-- Records supplied follows --
//! Weapons, the per-combatant inventory and projectile spawning

use glam::Vec2;
use rand::Rng;
use serde::{Deserialize, Serialize};

use super::state::{Color, Combatant, Projectile};
use crate::consts::{PELLET_SPREAD, SHOTGUN_PELLETS};
use crate::{direction_or_default, rotate};

/// Immutable weapon stats
#[derive(Debug, Clone, PartialEq, Serialize, Deserialize)]
pub struct Weapon {
    pub name: String,
    /// Total damage per shot (split across pellets)
    pub damage: i32,
    /// Minimum interval between shots
    pub fire_rate_ms: u64,
    pub projectile_speed: f32,
    pub projectile_size: f32,
    pub projectile_color: Color,
    /// Projectiles per shot; more than one means spread fire
    pub pellets: u32,
}

impl Weapon {
    pub fn pistol() -> Self {
        Self {
            name: "Pistol".into(),
            damage: 10,
            fire_rate_ms: 500,
            projectile_speed: 10.0,
            projectile_size: 3.0,
            projectile_color: Color::YELLOW,
            pellets: 1,
        }
    }

    pub fn shotgun() -> Self {
        Self {
            name: "Shotgun".into(),
            damage: 15,
            fire_rate_ms: 1000,
            projectile_speed: 8.0,
            projectile_size: 4.0,
            projectile_color: Color::RED,
            pellets: SHOTGUN_PELLETS,
        }
    }

    pub fn sniper() -> Self {
        Self {
            name: "Sniper".into(),
            damage: 50,
            fire_rate_ms: 2000,
            projectile_speed: 15.0,
            projectile_size: 2.0,
            projectile_color: Color::BLUE,
            pellets: 1,
        }
    }

    pub fn machine_gun() -> Self {
        Self {
            name: "MachineGun".into(),
            damage: 5,
            fire_rate_ms: 100,
            projectile_speed: 12.0,
            projectile_size: 2.0,
            projectile_color: Color::GREEN,
            pellets: 1,
        }
    }

    /// Damage carried by each pellet (remainder dropped)
    #[inline]
    pub fn pellet_damage(&self) -> i32 {
        self.damage / self.pellets.max(1) as i32
    }
}

/// Ordered weapon catalog with a current selection
#[derive(Debug, Clone, Serialize, Deserialize)]
pub struct WeaponInventory {
    weapons: Vec<Weapon>,
    current: usize,
}

impl Default for WeaponInventory {
    fn default() -> Self {
        Self {
            weapons: vec![
                Weapon::pistol(),
                Weapon::shotgun(),
                Weapon::sniper(),
                Weapon::machine_gun(),
            ],
            current: 0,
        }
    }
}

impl WeaponInventory {
    /// Build from an ordered list; the first entry starts selected
    pub fn new(weapons: Vec<Weapon>) -> Option<Self> {
        if weapons.is_empty() {
            return None;
        }
        Some(Self {
            weapons,
            current: 0,
        })
    }

    pub fn current(&self) -> &Weapon {
        &self.weapons[self.current]
    }

    pub fn names(&self) -> impl Iterator<Item = &str> {
        self.weapons.iter().map(|w| w.name.as_str())
    }

    pub fn next(&mut self) {
        self.current = (self.current + 1) % self.weapons.len();
    }

    pub fn prev(&mut self) {
        self.current = (self.current + self.weapons.len() - 1) % self.weapons.len();
    }

    /// Select by name; unknown names leave the selection untouched
    pub fn switch_to(&mut self, name: &str) -> bool {
        match self.weapons.iter().position(|w| w.name == name) {
            Some(i) => {
                self.current = i;
                true
            }
            None => false,
        }
    }
}

/// Whether `shooter` may fire at `now_ms`
pub fn can_fire(shooter: &Combatant, now_ms: u64) -> bool {
    if !shooter.alive {
        return false;
    }
    match shooter.last_shot_ms {
        Some(last) => now_ms.saturating_sub(last) >= shooter.weapons.current().fire_rate_ms,
        None => true,
    }
}

/// Fire the shooter's current weapon toward `target`
///
/// Returns an empty list when the shooter is down or still cooling down.
/// Spread weapons jitter each pellet uniformly within `±PELLET_SPREAD`.
pub fn fire<R: Rng>(
    shooter: &mut Combatant,
    target: Vec2,
    now_ms: u64,
    rng: &mut R,
) -> Vec<Projectile> {
    if !can_fire(shooter, now_ms) {
        return Vec::new();
    }
    shooter.last_shot_ms = Some(now_ms);

    let weapon = shooter.weapons.current();
    let base_dir = direction_or_default(shooter.pos, target);
    let damage = weapon.pellet_damage();
    let spread = weapon.pellets > 1;

    (0..weapon.pellets.max(1))
        .map(|_| {
            let dir = if spread {
                rotate(base_dir, rng.random_range(-PELLET_SPREAD..=PELLET_SPREAD))
            } else {
                base_dir
            };
            Projectile {
                pos: shooter.pos,
                dir,
                speed: weapon.projectile_speed,
                damage,
                size: weapon.projectile_size,
                color: weapon.projectile_color,
                owner: shooter.id,
                enemy: shooter.is_agent(),
            }
        })
        .collect()
}

#[cfg(test)]
mod tests {
    use super::*;
    use crate::angle_between;
    use crate::sim::state::{Behavior, CombatantId};
    use rand::SeedableRng;
    use rand_pcg::Pcg32;

    fn shooter(behavior: Behavior) -> Combatant {
        Combatant::new(
            CombatantId(4),
            behavior,
            Vec2::new(400.0, 400.0),
            Color::RED,
        )
    }

    #[test]
    fn test_cooldown_blocks_second_shot() {
        let mut rng = Pcg32::seed_from_u64(1);
        let mut c = shooter(Behavior::Controlled);
        let target = Vec2::new(500.0, 400.0);

        assert_eq!(fire(&mut c, target, 1_000, &mut rng).len(), 1);
        assert!(fire(&mut c, target, 1_499, &mut rng).is_empty());
        assert_eq!(c.last_shot_ms, Some(1_000));
        assert_eq!(fire(&mut c, target, 1_500, &mut rng).len(), 1);
    }

    #[test]
    fn test_dead_shooter_cannot_fire() {
        let mut rng = Pcg32::seed_from_u64(1);
        let mut c = shooter(Behavior::Controlled);
        c.apply_damage(1_000);
        assert!(fire(&mut c, Vec2::ZERO, 10_000, &mut rng).is_empty());
        assert_eq!(c.last_shot_ms, None);
    }

    #[test]
    fn test_projectile_carries_weapon_and_owner() {
        let mut rng = Pcg32::seed_from_u64(1);
        let mut c = shooter(Behavior::Autonomous);
        let shots = fire(&mut c, Vec2::new(400.0, 500.0), 0, &mut rng);
        let p = &shots[0];
        assert_eq!(p.owner, CombatantId(4));
        assert!(p.enemy);
        assert_eq!(p.damage, 10);
        assert_eq!(p.speed, 10.0);
        assert!((p.dir - Vec2::Y).length() < 1e-6);
    }

    #[test]
    fn test_zero_length_aim_uses_default_axis() {
        let mut rng = Pcg32::seed_from_u64(1);
        let mut c = shooter(Behavior::Controlled);
        let at = c.pos;
        let shots = fire(&mut c, at, 0, &mut rng);
        assert_eq!(shots[0].dir, Vec2::X);
    }

    #[test]
    fn test_shotgun_spreads_five_pellets() {
        let mut rng = Pcg32::seed_from_u64(42);
        let mut c = shooter(Behavior::Controlled);
        assert!(c.weapons.switch_to("Shotgun"));
        let target = Vec2::new(400.0, 100.0);
        let base = direction_or_default(c.pos, target);

        let shots = fire(&mut c, target, 0, &mut rng);
        assert_eq!(shots.len(), 5);
        for p in &shots {
            assert_eq!(p.damage, 3);
            assert!(angle_between(base, p.dir) <= PELLET_SPREAD + 1e-4);
            assert!((p.dir.length() - 1.0).abs() < 1e-4);
        }
    }

    #[test]
    fn test_pellet_damage_truncates() {
        let mut w = Weapon::shotgun();
        w.damage = 17;
        assert_eq!(w.pellet_damage(), 3);
    }

    #[test]
    fn test_inventory_cycles_in_order() {
        let mut inv = WeaponInventory::default();
        let names: Vec<_> = inv.names().map(String::from).collect();
        assert_eq!(names, ["Pistol", "Shotgun", "Sniper", "MachineGun"]);

        inv.prev();
        assert_eq!(inv.current().name, "MachineGun");
        inv.next();
        assert_eq!(inv.current().name, "Pistol");
        inv.next();
        assert_eq!(inv.current().name, "Shotgun");
    }

    #[test]
    fn test_empty_inventory_rejected() {
        assert!(WeaponInventory::new(Vec::new()).is_none());
        let solo = WeaponInventory::new(vec![Weapon::sniper()]).unwrap();
        assert_eq!(solo.current().name, "Sniper");
    }

    #[test]
    fn test_switch_to_unknown_is_noop() {
        let mut inv = WeaponInventory::default();
        inv.next();
        assert!(!inv.switch_to("Railgun"));
        assert_eq!(inv.current().name, "Shotgun");
        assert!(inv.switch_to("Sniper"));
        assert_eq!(inv.current().name, "Sniper");
    }
}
-- Records supplied concluded --
Where a line above contains the string "derive", copy that line.

#[derive(Debug, Clone, PartialEq, Serialize, Deserialize)]
#[derive(Debug, Clone, Serialize, Deserialize)]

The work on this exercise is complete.